The environment and food
We know that organic food is not only good for you; it serves the environment in many ways. Organic farms do not release synthetic pesticides which can harm the environment, and may harm local wildlife. Organic farms are better at sustaining diverse ecosystems, in addition to using less energy and producing less waste such as packaging materials for chemicals.
The definitions: get to know "organic"
Biodynamic
Otherwise known as "uber" organic, biodynamic practitioners consider the rhythms of the sun, moon, planets and stars in making planting, fertilizing and harvesting decisions. They consult a biodynamic calendar to determine appropriate days for these tasks. Growers must feed their soil and plants regularly with several specific preparations derived from composted plant and animal materials. The ideal biodynamic operation is organic and self-contained: all vineyard waste is recycled in the vineyard, and there is no need for purchased inputs.
Organic / certified organic
The USDA definition prohibits the use of most chemical herbicides, pesticides or fertilizers. Organic growers are expected to improve the health of their soil through the use of cover crops, crop rotation and composting. They may use elemental sulfur on grapes for mildew prevention.The new organic standard offers a national definition for the term "organic." It details the methods, practices and substances that can be used in producing and handling organic crops and livestock, as well as processed products. It establishes clear organic labeling criteria, and specifically prohibits the use of genetic engineering methods, ionizing radiation, and sewage sludge for fertilization.
Sustainable
By most definitions, sustainable operations must be economically viable, environmentally responsible and socially just. A grape grower committed to sustainable practices will take steps to protect riparian areas and minimize chemical use, but may resort to a pesticide if necessary to save a crop. Sustainable practices require growers to consider the health and welfare of their labor force in their decision-making. A sustainable grower might reason, for example, that applying a relatively benign herbicide such as glyphosate is preferable to requiring workers to hand-weed a steep vineyard.
We encourage green events
Our sales staff is educated on organic food definitions and environmentally responsible event planning tactics, in order to inform and encourage our clients to consider eco-conscious events.
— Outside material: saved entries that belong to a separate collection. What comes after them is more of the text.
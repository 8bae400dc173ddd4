//! In-memory object store - used in tests and when no upload directory is
//! configured. Note: data is lost on process restart.

use std::collections::HashMap;

use async_trait::async_trait;
use tokio::sync::RwLock;

use mediadesk_core::error::StorageError;
use mediadesk_core::ports::ObjectStore;

#[derive(Default)]
pub struct InMemoryObjectStore {
    objects: RwLock<HashMap<String, (Vec<u8>, String)>>,
}

impl InMemoryObjectStore {
    pub fn new() -> Self {
        Self::default()
    }

    pub async fn get(&self, key: &str) -> Option<Vec<u8>> {
        self.objects
            .read()
            .await
            .get(key)
            .map(|(bytes, _)| bytes.clone())
    }

    pub async fn len(&self) -> usize {
        self.objects.read().await.len()
    }

    pub async fn is_empty(&self) -> bool {
        self.objects.read().await.is_empty()
    }
}

#[async_trait]
impl ObjectStore for InMemoryObjectStore {
    async fn put(
        &self,
        key: &str,
        bytes: &[u8],
        content_type: &str,
    ) -> Result<String, StorageError> {
        self.objects
            .write()
            .await
            .insert(key.to_string(), (bytes.to_vec(), content_type.to_string()));
        Ok(format!("/uploads/{key}"))
    }
}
Tips to keep in mind for your next event:
Food
- Keep it seasonal! Get the freshest produce when it is at its peak.
- Keep it as local as possible. For example, don't use "tropical fruit" in the Midwest. Your local farmers will thank you!
- As a rule of thumb: use farms and purveyors within 100 miles. It's easy: think locally, act globally.
Beverages
- Serve drinking water in a glass pitcher instead of individual plastic bottles.
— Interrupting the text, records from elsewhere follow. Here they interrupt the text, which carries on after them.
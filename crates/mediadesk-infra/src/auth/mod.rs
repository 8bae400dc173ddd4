//! Identity verification.

mod jwt;

pub use jwt::{JwtConfig, JwtIdentityVerifier};
// src/matrix/traits.rs

use crate::error::Result;
use crate::matrix::Matrix;
use crate::ops::arithmetic::{add_op, mul_scalar_op};
use crate::ops::linalg::matmul_op;
use approx::{AbsDiffEq, RelativeEq, UlpsEq};
use std::fmt;
use std::ops::{Add, Index, IndexMut, Mul};

// --- Indexing ---

impl Index<(usize, usize)> for Matrix {
    type Output = f64;

    /// Panics on an out-of-range index, like slice indexing. Use
    /// [`Matrix::get`] for the checked form.
    fn index(&self, (i, j): (usize, usize)) -> &f64 {
        match self.offset(i, j) {
            Ok(offset) => &self.data[offset],
            Err(e) => panic!("{}", e),
        }
    }
}

impl IndexMut<(usize, usize)> for Matrix {
    fn index_mut(&mut self, (i, j): (usize, usize)) -> &mut f64 {
        match self.offset(i, j) {
            Ok(offset) => &mut self.data[offset],
            Err(e) => panic!("{}", e),
        }
    }
}

// --- Display ---

impl fmt::Display for Matrix {
    /// One bracketed row per line: `[[1, 2],\n [3, 4]]`.
    /// A precision (`{:.2}`) is applied to every element.
    fn fmt(&self, f: &mut fmt::Formatter<'_>) -> fmt::Result {
        write!(f, "[")?;
        for (i, row) in self.data.chunks(self.cols).enumerate() {
            if i > 0 {
                write!(f, ",\n ")?;
            }
            write!(f, "[")?;
            for (j, value) in row.iter().enumerate() {
                if j > 0 {
                    write!(f, ", ")?;
                }
                match f.precision() {
                    Some(p) => write!(f, "{:.*}", p, value)?,
                    None => write!(f, "{}", value)?,
                }
            }
            write!(f, "]")?;
        }
        write!(f, "]")
    }
}

// --- Approximate equality ---

impl AbsDiffEq for Matrix {
    type Epsilon = f64;

    fn default_epsilon() -> f64 {
        f64::default_epsilon()
    }

    fn abs_diff_eq(&self, other: &Self, epsilon: f64) -> bool {
        self.shape() == other.shape()
            && self
                .data
                .iter()
                .zip(&other.data)
                .all(|(a, b)| a.abs_diff_eq(b, epsilon))
    }
}

impl RelativeEq for Matrix {
    fn default_max_relative() -> f64 {
        f64::default_max_relative()
    }

    fn relative_eq(&self, other: &Self, epsilon: f64, max_relative: f64) -> bool {
        self.shape() == other.shape()
            && self
                .data
                .iter()
                .zip(&other.data)
                .all(|(a, b)| a.relative_eq(b, epsilon, max_relative))
    }
}

impl UlpsEq for Matrix {
    fn default_max_ulps() -> u32 {
        f64::default_max_ulps()
    }

    fn ulps_eq(&self, other: &Self, epsilon: f64, max_ulps: u32) -> bool {
        self.shape() == other.shape()
            && self
                .data
                .iter()
                .zip(&other.data)
                .all(|(a, b)| a.ulps_eq(b, epsilon, max_ulps))
    }
}

// --- Operator overloads ---
// Shape-checked operators return a Result, scalar scaling cannot fail.

impl Add<&Matrix> for &Matrix {
    type Output = Result<Matrix>;

    fn add(self, rhs: &Matrix) -> Result<Matrix> {
        add_op(self, rhs)
    }
}

impl Mul<&Matrix> for &Matrix {
    type Output = Result<Matrix>;

    fn mul(self, rhs: &Matrix) -> Result<Matrix> {
        matmul_op(self, rhs)
    }
}

impl Mul<f64> for &Matrix {
    type Output = Matrix;

    fn mul(self, scalar: f64) -> Matrix {
        mul_scalar_op(self, scalar)
    }
}

impl Mul<f64> for Matrix {
    type Output = Matrix;

    /// Scales the owned buffer in place and returns it.
    fn mul(mut self, scalar: f64) -> Matrix {
        self.data.iter_mut().for_each(|x| *x *= scalar);
        self
    }
}

#[cfg(test)]
#[path = "traits_test.rs"]
mod tests;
- Serve as many beverages such as juices from bulk containers. Cut down on the waste!
- Serve locally made and organic beer.
- Organically-produced wines are easy to find and are comparably priced.
Invitations
- Get technological! Email invitations and RSVPs are not only convenient; they reduce the use of paper. If using print invitations, be sure to use recycled paper.
Decor
- Try using greenery that is renewable and grown locally.
- Living plants such as bamboo, topiaries etc. can be used as stunning centerpieces or entrance décor.
- Limit your "exotic" florals. Remember these have to be flown in from halfway across the world.
- Consider reusable linens and natural materials as burlap.
- Use eco-friendly disposables such as bamboo which is renewable, bio-degradable and a great accent to any table setting.
- LED lights are energy-efficient and provide a wonderfully illuminating experience!